■ What is needed ■
Lines holding the string "impl": copy each one from the listing below.

=== Record extracts ===

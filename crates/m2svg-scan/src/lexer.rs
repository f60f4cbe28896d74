use serde::{Deserialize, Serialize};

/// One of the four math delimiters recognised in a document.
#[derive(Debug, Clone, Copy, PartialEq, Eq, Hash, Serialize, Deserialize)]
pub enum Delimiter {
    /// `\[`
    #[serde(rename = "\\[")]
    OpenDisplay,
    /// `\]`
    #[serde(rename = "\\]")]
    CloseDisplay,
    /// `\(`
    #[serde(rename = "\\(")]
    OpenInline,
    /// `\)`
    #[serde(rename = "\\)")]
    CloseInline,
}

/// Whether a math span is typeset within a line of text or as its own block.
#[derive(Debug, Clone, Copy, PartialEq, Eq, Hash, Serialize, Deserialize)]
#[serde(rename_all = "lowercase")]
pub enum Role {
    Inline,
    Display,
}

impl Delimiter {
    /// Every delimiter is two bytes long.
    pub const LEN: usize = 2;

    /// Maps the character following a backslash to a delimiter.
    fn from_marker(byte: u8) -> Option<Self> {
        match byte {
            b'[' => Some(Self::OpenDisplay),
            b']' => Some(Self::CloseDisplay),
            b'(' => Some(Self::OpenInline),
            b')' => Some(Self::CloseInline),
            _ => None,
        }
    }

    pub fn as_str(self) -> &'static str {
        match self {
            Self::OpenDisplay => "\\[",
            Self::CloseDisplay => "\\]",
            Self::OpenInline => "\\(",
            Self::CloseInline => "\\)",
        }
    }

    pub fn is_open(self) -> bool {
        matches!(self, Self::OpenDisplay | Self::OpenInline)
    }

    pub fn role(self) -> Role {
        match self {
            Self::OpenDisplay | Self::CloseDisplay => Role::Display,
            Self::OpenInline | Self::CloseInline => Role::Inline,
        }
    }

    /// Returns true if `self` is the closing partner of `open`.
    pub fn closes(self, open: Delimiter) -> bool {
        matches!(
            (open, self),
            (Self::OpenDisplay, Self::CloseDisplay) | (Self::OpenInline, Self::CloseInline)
        )
    }
}

impl Role {
    pub fn open(self) -> Delimiter {
        match self {
            Role::Inline => Delimiter::OpenInline,
            Role::Display => Delimiter::OpenDisplay,
        }
    }

    pub fn close(self) -> Delimiter {
        match self {
            Role::Inline => Delimiter::CloseInline,
            Role::Display => Delimiter::CloseDisplay,
        }
    }
}

impl std::fmt::Display for Delimiter {
    fn fmt(&self, f: &mut std::fmt::Formatter<'_>) -> std::fmt::Result {
        f.write_str(self.as_str())
    }
}

#[derive(Debug, Clone, Copy, PartialEq, Eq)]
pub enum TokenKind {
    Delimiter(Delimiter),
    /// `\r\n`, `\n` or a lone `\r`.
    Newline,
}

/// A token located in the source document.
#[derive(Debug, Clone, Copy, PartialEq, Eq)]
pub struct Token {
    pub kind: TokenKind,
    /// Byte offset of the first byte of the token.
    pub offset: usize,
    /// Length of the token in bytes.
    pub len: usize,
    /// 1-based line the token starts on.
    pub line: usize,
}

impl Token {
    pub fn end(&self) -> usize {
        self.offset + self.len
    }
}

/// A lexer producing the delimiter and newline tokens of a document.
///
/// ## Overview
///
/// Everything that is not one of the four math delimiters or a newline sequence
/// is skipped; the text between tokens is recovered by the scanner from the
/// token offsets. Matching is purely literal, so `\\[` contains an `\[` token
/// starting at its second backslash.
///
/// ## UTF-8 Handling
///
/// All markers are ASCII, and ASCII bytes never occur inside a multi-byte UTF-8
/// sequence, so the lexer walks raw bytes and every offset it reports lies on a
/// character boundary.
///
/// ## Examples
///
/// ```
/// use m2svg_scan::lexer::{Delimiter, Lexer, TokenKind};
///
/// let tokens: Vec<_> = Lexer::new("a \\(x\\)\nb").collect();
///
/// assert_eq!(tokens[0].kind, TokenKind::Delimiter(Delimiter::OpenInline));
/// assert_eq!(tokens[1].kind, TokenKind::Delimiter(Delimiter::CloseInline));
/// assert_eq!(tokens[2].kind, TokenKind::Newline);
/// assert_eq!(tokens[2].line, 1);
/// ```
pub struct Lexer<'a> {
    input: &'a str,
    position: usize,
    line: usize,
}

impl<'a> Lexer<'a> {
    pub fn new(input: &'a str) -> Self {
        Self {
            input,
            position: 0,
            line: 1,
        }
    }

    fn token(&mut self, kind: TokenKind, offset: usize, len: usize) -> Token {
        let token = Token {
            kind,
            offset,
            len,
            line: self.line,
        };
        self.position = offset + len;
        if kind == TokenKind::Newline {
            self.line += 1;
        }
        token
    }
}

impl Iterator for Lexer<'_> {
    type Item = Token;

    fn next(&mut self) -> Option<Token> {
        let bytes = self.input.as_bytes();
        while self.position < bytes.len() {
            let offset = self.position;
            match bytes[offset] {
                b'\\' => {
                    let marker = bytes.get(offset + 1).copied().and_then(Delimiter::from_marker);
                    match marker {
                        Some(delim) => {
                            return Some(self.token(
                                TokenKind::Delimiter(delim),
                                offset,
                                Delimiter::LEN,
                            ));
                        }
                        None => self.position += 1,
                    }
                }
                b'\r' => {
                    let len = if bytes.get(offset + 1) == Some(&b'\n') { 2 } else { 1 };
                    return Some(self.token(TokenKind::Newline, offset, len));
                }
                b'\n' => return Some(self.token(TokenKind::Newline, offset, 1)),
                _ => self.position += 1,
            }
        }
        None
    }
}

#[cfg(test)]
mod tests {
    use super::*;

    fn kinds(input: &str) -> Vec<TokenKind> {
        Lexer::new(input).map(|t| t.kind).collect()
    }

    #[test]
    fn test_four_delimiters() {
        let tokens = kinds(r"\[ \] \( \)");
        assert_eq!(
            tokens,
            vec![
                TokenKind::Delimiter(Delimiter::OpenDisplay),
                TokenKind::Delimiter(Delimiter::CloseDisplay),
                TokenKind::Delimiter(Delimiter::OpenInline),
                TokenKind::Delimiter(Delimiter::CloseInline),
            ]
        );
    }

    #[test]
    fn test_other_commands_are_skipped() {
        assert!(kinds(r"\frac{a}{b} \alpha [x] (y)").is_empty());
    }

    #[test]
    fn test_newline_sequences() {
        let tokens: Vec<_> = Lexer::new("a\r\nb\nc\rd").collect();
        assert_eq!(tokens.len(), 3);
        assert!(tokens.iter().all(|t| t.kind == TokenKind::Newline));
        assert_eq!(tokens[0].len, 2);
        assert_eq!(tokens[1].len, 1);
        assert_eq!(tokens[2].len, 1);
        assert_eq!(
            tokens.iter().map(|t| t.line).collect::<Vec<_>>(),
            vec![1, 2, 3]
        );
    }

    #[test]
    fn test_offsets_and_lines() {
        let tokens: Vec<_> = Lexer::new("x\n\n  \\(y\\)").collect();
        let open = tokens[2];
        assert_eq!(open.kind, TokenKind::Delimiter(Delimiter::OpenInline));
        assert_eq!(open.offset, 5);
        assert_eq!(open.line, 3);
        assert_eq!(tokens[3].offset, 8);
        assert_eq!(tokens[3].end(), 10);
    }

    #[test]
    fn test_double_backslash_matches_literally() {
        let tokens: Vec<_> = Lexer::new(r"a \\[2pt] b").collect();
        assert_eq!(tokens.len(), 1);
        assert_eq!(tokens[0].offset, 3);
    }

    #[test]
    fn test_trailing_backslash() {
        assert!(kinds("abc\\").is_empty());
    }

    #[test]
    fn test_multibyte_text() {
        let input = "Émilie \\(π\\) ü";
        let tokens: Vec<_> = Lexer::new(input).collect();
        assert_eq!(tokens.len(), 2);
        assert!(input.is_char_boundary(tokens[0].offset));
        assert_eq!(&input[tokens[0].end()..tokens[1].offset], "π");
    }

    #[test]
    fn test_delimiter_pairs() {
        assert!(Delimiter::CloseDisplay.closes(Delimiter::OpenDisplay));
        assert!(Delimiter::CloseInline.closes(Delimiter::OpenInline));
        assert!(!Delimiter::CloseInline.closes(Delimiter::OpenDisplay));
        assert!(!Delimiter::CloseDisplay.closes(Delimiter::OpenInline));
        assert_eq!(Role::Inline.open(), Delimiter::OpenInline);
        assert_eq!(Role::Display.close(), Delimiter::CloseDisplay);
    }
}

===

■ Your response ■
impl Delimiter {
impl Role {
impl std::fmt::Display for Delimiter {
impl Token {
impl<'a> Lexer<'a> {
impl Iterator for Lexer<'_> {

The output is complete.